Four days later, in what felt like a personal nuclear explosion, my brother died. Both my world and my heart shattered.

Probably because of that fact, the night at Hotel Empire has lived on in my mind all of these years, perfectly preserved in Technicolor. It was both an end and a beginning, at a moment in time when I was utterly unaware that I was balancing on a steep jagged precipice that would change everything.

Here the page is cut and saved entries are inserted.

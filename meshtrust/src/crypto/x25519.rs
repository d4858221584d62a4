// X25519 ephemeral key agreement and HKDF handshake secret derivation.

use hkdf::Hkdf;
use rand::rngs::OsRng;
use sha2::Sha256;
use x25519_dalek::{PublicKey, StaticSecret};
use zeroize::{Zeroize, ZeroizeOnDrop};

use crate::error::{MeshTrustError, Result};

/// An X25519 keypair used for exactly one negotiation.
///
/// Built on `StaticSecret` rather than `EphemeralSecret` because the responder
/// side hands the private half across the hello gateway boundary.
pub struct EphemeralKeyPair {
    secret: StaticSecret,
    public: PublicKey,
}

impl EphemeralKeyPair {
    /// Generate a new random keypair.
    pub fn generate() -> Self {
        let secret = StaticSecret::random_from_rng(OsRng);
        let public = PublicKey::from(&secret);
        Self { secret, public }
    }

    /// Rebuild from secret bytes.
    pub fn from_secret_bytes(bytes: [u8; 32]) -> Self {
        let secret = StaticSecret::from(bytes);
        let public = PublicKey::from(&secret);
        Self { secret, public }
    }

    pub fn public_key_bytes(&self) -> [u8; 32] {
        *self.public.as_bytes()
    }

    pub fn secret_bytes(&self) -> [u8; 32] {
        self.secret.to_bytes()
    }

    /// Perform Diffie-Hellman with a peer's public key.
    pub fn diffie_hellman(&self, peer_public: &[u8; 32]) -> [u8; 32] {
        let peer_pk = PublicKey::from(*peer_public);
        *self.secret.diffie_hellman(&peer_pk).as_bytes()
    }
}

/// Keys derived once both hellos are known.
#[derive(Clone, Zeroize, ZeroizeOnDrop)]
pub struct HandshakeSecrets {
    /// Seals the initiator's handshake message.
    pub initiator_handshake_key: [u8; 32],
    /// Seals the responder's handshake message.
    pub responder_handshake_key: [u8; 32],
    /// MACs application traffic from initiator to responder.
    pub initiator_mac_key: [u8; 32],
    /// MACs application traffic from responder to initiator.
    pub responder_mac_key: [u8; 32],
}

/// Derive the handshake secrets from the DH output, bound to the transcript.
///
/// ```text
/// early_secret     = HKDF-Extract(salt=0, ikm=shared_secret)
/// handshake_secret = HKDF-Expand(early_secret, "mesh handshake" || transcript, 32)
/// <key>            = HKDF-Expand(handshake_secret, <label>, 32)
/// ```
pub fn derive_handshake_secrets(
    shared_secret: &[u8; 32],
    transcript_hash: &[u8; 32],
) -> Result<HandshakeSecrets> {
    let salt = [0u8; 32];
    let early = Hkdf::<Sha256>::new(Some(&salt), shared_secret);

    let mut info = Vec::with_capacity(14 + transcript_hash.len());
    info.extend_from_slice(b"mesh handshake");
    info.extend_from_slice(transcript_hash);

    let mut handshake_secret = [0u8; 32];
    early
        .expand(&info, &mut handshake_secret)
        .map_err(|e| MeshTrustError::KeyDerivation(format!("{e}")))?;

    let hk = Hkdf::<Sha256>::new(None, &handshake_secret);
    handshake_secret.zeroize();

    let expand = |label: &[u8]| -> Result<[u8; 32]> {
        let mut out = [0u8; 32];
        hk.expand(label, &mut out)
            .map_err(|e| MeshTrustError::KeyDerivation(format!("{e}")))?;
        Ok(out)
    };

    Ok(HandshakeSecrets {
        initiator_handshake_key: expand(b"initiator handshake key")?,
        responder_handshake_key: expand(b"responder handshake key")?,
        initiator_mac_key: expand(b"initiator mac key")?,
        responder_mac_key: expand(b"responder mac key")?,
    })
}
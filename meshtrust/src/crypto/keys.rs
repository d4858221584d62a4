// Ed25519 identity keys: generation, signing, verification and fingerprints.

use ed25519_dalek::{Signature, Signer, SigningKey, Verifier, VerifyingKey};
use rand::rngs::OsRng;
use sha2::{Digest, Sha256};

use crate::error::{MeshTrustError, Result};

/// Raw 32-byte Ed25519 public key, as published in the peer directory.
pub type PublicKeyBytes = [u8; 32];

/// Length of an Ed25519 signature.
pub const SIGNATURE_LEN: usize = 64;

/// A node's long-term Ed25519 identity.
pub struct IdentityKeyPair {
    signing_key: SigningKey,
    verifying_key: VerifyingKey,
}

impl IdentityKeyPair {
    /// Generate a fresh random identity.
    pub fn generate() -> Self {
        let signing_key = SigningKey::generate(&mut OsRng);
        let verifying_key = signing_key.verifying_key();
        Self {
            signing_key,
            verifying_key,
        }
    }

    /// Reconstruct from a 32-byte secret seed.
    pub fn from_seed(seed: &[u8; 32]) -> Self {
        let signing_key = SigningKey::from_bytes(seed);
        let verifying_key = signing_key.verifying_key();
        Self {
            signing_key,
            verifying_key,
        }
    }

    /// The 32-byte Ed25519 public key.
    pub fn public_key_bytes(&self) -> PublicKeyBytes {
        self.verifying_key.to_bytes()
    }

    /// Short identifier for logs: see [`key_fingerprint`].
    pub fn fingerprint(&self) -> [u8; 16] {
        key_fingerprint(&self.public_key_bytes())
    }

    /// Sign arbitrary data.
    pub fn sign(&self, data: &[u8]) -> [u8; SIGNATURE_LEN] {
        let sig: Signature = self.signing_key.sign(data);
        sig.to_bytes()
    }

    /// Verify a signature made by this identity.
    pub fn verify(&self, data: &[u8], signature: &[u8]) -> Result<()> {
        verify_signature(&self.public_key_bytes(), data, signature)
    }
}

impl std::fmt::Debug for IdentityKeyPair {
    fn fmt(&self, f: &mut std::fmt::Formatter<'_>) -> std::fmt::Result {
        f.debug_struct("IdentityKeyPair")
            .field("public_key", &hex(&self.public_key_bytes()))
            .finish_non_exhaustive()
    }
}

/// First 16 bytes of SHA-256(public_key).
pub fn key_fingerprint(pubkey: &PublicKeyBytes) -> [u8; 16] {
    let hash = Sha256::digest(pubkey);
    let mut id = [0u8; 16];
    id.copy_from_slice(&hash[..16]);
    id
}

/// Verify a signature given raw public key bytes, message, and signature bytes.
///
/// Signatures arrive from the wire as variable-length byte strings, so a
/// wrong length is reported as a verification failure rather than a panic.
pub fn verify_signature(pubkey_bytes: &PublicKeyBytes, message: &[u8], signature: &[u8]) -> Result<()> {
    let vk = VerifyingKey::from_bytes(pubkey_bytes)
        .map_err(|e| MeshTrustError::InvalidKey(format!("{e}")))?;
    let sig_bytes: [u8; SIGNATURE_LEN] = signature
        .try_into()
        .map_err(|_| MeshTrustError::SignatureVerification)?;
    let sig = Signature::from_bytes(&sig_bytes);
    vk.verify(message, &sig)
        .map_err(|_| MeshTrustError::SignatureVerification)
}

pub(crate) fn hex(bytes: &[u8]) -> String {
    bytes.iter().map(|b| format!("{b:02x}")).collect()
}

That guy and I continued to have what I will call a “relationship,” for lack of a better word, over the next year. He was actually the last person I spoke to the morning when my dad called to tell me that Nick had died. Much like the memory of that night at Hotel Empire is preserved in my heart and mind, so are those peaceful moments that morning before I heard the news. There was a blizzard outside, but my room was cozy and bright. I stretched out in bed languidly talking to this guy on the phone about not much of anything, delighted to be starting the day with his voice rumbling in my ear. Everything felt innocent and full of promise, a blank page upon which we were writing the introduction to our new story.

By the time he called again that night, everything had been violently decimated. I remember telling him that we shouldn’t talk anymore, that he was off the hook. I didn’t know what was going to come next, but I did know that it’s certainly not what he signed up for less than a week in. To his credit, he didn’t go anywhere in a scenario many people would have run from.

The relationship was long-distance, but for the next couple of months, we talked every day. Those calls were the only bright spot in my day most days. I assigned him a unique ring tone so that I could feel a prick of pleasure every time he called—a slight inhale of hope and relief, reprieve from the dark sludge that had settled over my life. He felt like the most tactile connection I had to The Way Things Were, to how I thought the future might look.

And then, over time, things got more erratic, until they finally tapered off altogether late the following November, right as I was hit with a crescendo of painful days, walking through all of the “lasts” that had happened the previous year in the days leading up to Nick’s death. Once the relationship finally gasped its final breath, it hit me that I’d been holding on so tightly—even when it wasn’t great—because it blocked the real pain. I had been through the heartbreak of a relationship that wasn’t working out before in my life; I knew I could withstand that. And if I was focusing on that pain and confusion, it distracted me from the real pain and heartbreak in my life—pain and heartbreak and grief of a volume and depth I wasn’t so sure I could survive.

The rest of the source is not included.